The goal of the study was to compare the x-ray dose rates for the operating physician and the assistant when performing fluoroscopy-guided arterial puncturing with or without a passive robotic device. It was observed that the operating physician was significantly more exposed to radiation as compared to the assistant. Amongst the body parts of the operating physician, the hands received significantly more radiation as compared to the head and arms. With the use of passive robotic device, an 85% decrease in radiation exposure rate of the hands was observed for the operating physician. The success rate of performing the arterial puncturing with the device was 100% (n = 15). The mean fluoroscopy time was significantly (p = 0.002) reduced from 4 min and 30 s without the device to 4 min and 18 s with the device.

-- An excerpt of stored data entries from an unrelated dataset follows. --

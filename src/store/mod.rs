//! Shared cache store.
//!
//! The orchestrator and read path only ever talk to a [`CacheStore`], a
//! deliberately narrow key/value contract with per-key TTLs and a
//! set-if-absent lock primitive.
//!
//! Two implementations:
//!
//! - [`RedisStore`] (feature `redis`): shared by every replica behind the
//!   load balancer; this is what makes the refresh lock visible across
//!   processes.
//! - [`MemoryStore`]: in-process moka cache for single-replica deployments
//!   and tests.
//!
//! # Degradation contract
//!
//! No method returns an error. An unreachable store behaves as an empty one:
//! `get` misses, `set`/`delete` do nothing, and `acquire_lock` fails *open*
//! (returns `true`) so a refresh can still happen; the orchestrator's
//! in-process guard is then the only exclusion left. Every call is bounded by
//! a short timeout so callers never wait on a dead backend.

mod keys;
mod memory;
#[cfg(feature = "redis")]
mod redis;

pub use keys::{CacheKeys, DEFAULT_PREFIX};
pub use memory::MemoryStore;
#[cfg(feature = "redis")]
pub use redis::{RedisConfig, RedisStore};

use std::time::{Duration, SystemTime, UNIX_EPOCH};

use async_trait::async_trait;
use serde::Serialize;
use serde::de::DeserializeOwned;
use tracing::{debug, warn};

/// Narrow key/value contract used by the catalog pipeline.
///
/// See the module docs for the degradation rules every implementation must
/// follow.
#[async_trait]
pub trait CacheStore: Send + Sync {
    /// Backend name for logging/debugging.
    fn name(&self) -> &str;

    /// Fetch a value. `None` on miss, expiry, or an unreachable backend.
    async fn get(&self, key: &str) -> Option<String>;

    /// Store a value with an absolute expiry `ttl` from now.
    async fn set(&self, key: &str, value: String, ttl: Duration);

    /// Remove a key. Missing keys are not an error.
    async fn delete(&self, key: &str);

    /// Atomically create `key` if absent, expiring after `ttl`.
    ///
    /// Returns `true` if this caller now holds the lock, or if the backend is
    /// unreachable (fail open).
    async fn acquire_lock(&self, key: &str, ttl: Duration) -> bool;

    /// Release a lock previously acquired by this store instance.
    async fn release_lock(&self, key: &str);
}

/// Read and decode a JSON value.
///
/// Undecodable payloads are treated as a miss.
pub async fn get_json<T: DeserializeOwned>(store: &dyn CacheStore, key: &str) -> Option<T> {
    let raw = store.get(key).await?;
    match serde_json::from_str(&raw) {
        Ok(value) => Some(value),
        Err(e) => {
            warn!(
                store = store.name(),
                key,
                error = %e,
                "undecodable cache payload, treating as miss"
            );
            None
        }
    }
}

/// Encode a value as JSON and store it.
///
/// Encoding failures are logged and the write is skipped, matching the
/// store's own no-error contract.
pub async fn set_json<T: Serialize + ?Sized>(
    store: &dyn CacheStore,
    key: &str,
    value: &T,
    ttl: Duration,
) {
    match serde_json::to_string(value) {
        Ok(raw) => {
            debug!(store = store.name(), key, bytes = raw.len(), "cache set");
            store.set(key, raw, ttl).await;
        }
        Err(e) => warn!(store = store.name(), key, error = %e, "failed to encode cache payload"),
    }
}

/// Wall-clock milliseconds since the unix epoch, as stored in freshness keys.
pub fn now_millis() -> u64 {
    SystemTime::now()
        .duration_since(UNIX_EPOCH)
        .map(|d| d.as_millis() as u64)
        .unwrap_or(0)
}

Two dissections when using the device while two dissections and two haematomas occurred when not using the device. Of note, the occurrence of complications as a consequence of arterial puncturing in humans has been reported to be very low, i.e. less than 0.5% [17]. However, dissections and haematomas occur more frequently in animal models due to smaller arterial size and higher susceptibility of the arterial wall to complications.

We observed that the skill of operating the passive robotic device played an important role in the reduction of mean fluoroscopic exposure time. Initially, the operating physician took longer time to perform arterial puncturing using the device, but as he had developed the skill of operating the device, the mean fluoroscopic exposure time had been reduced and it took the physician three experiments to become familiar with the use of the device.

When the operating physician performed the arterial puncturing using the robotic device, the hand of the physician remained far from the x-ray source. As a result, the radiation exposure to hands was significantly reduced.

Physicians utilise different ways to protect themselves from ionising radiation either by wearing thyroid collar and lead apron or by optimising the use of fluoroscopic devices and, in some cases, proper positioning of x-ray source and operating fluoroscopic devices in pulsed mode [18,19,20]. However, the physicians and assistants are still exposed to ionising radiation even after using different protective techniques. Robot-assisted vertebral body augmentation had reduced the radiation exposure for both the surgeon and medical staff [21]. A recent position paper on medical radiation of the European Society of Cardiology [22] urged technological innovations in the field to enhance the safety of the doctors working in the cardiac catheterisation laboratory. The robotic mechanism would be a way to the innovation.

To solve this problem, a passive robotic mechanism had been designed that helped the physician to stand and perform arterial puncturing away from the close vicinity of the x-ray source. As a result, significant reduction of radiation happened for not only the hands of the operating physician but also for his other unprotected body parts.

One limitation of this study is the limited sample size. However, the reduction in radiation exposure associated with the use of the robotic device resulted to be significant. In addition, we should consider the passive limitation of the robotic mechanism: the physician had to operate it using his hands and could not operate remotely as in the case of active robotic mechanisms.

In conclusion, in this study on a swine model, the use of a passive robotic mechanism for arterial puncturing and guidewire insertion had significantly reduced radiation exposure for not only the hands but also for the overall body of the operating physician.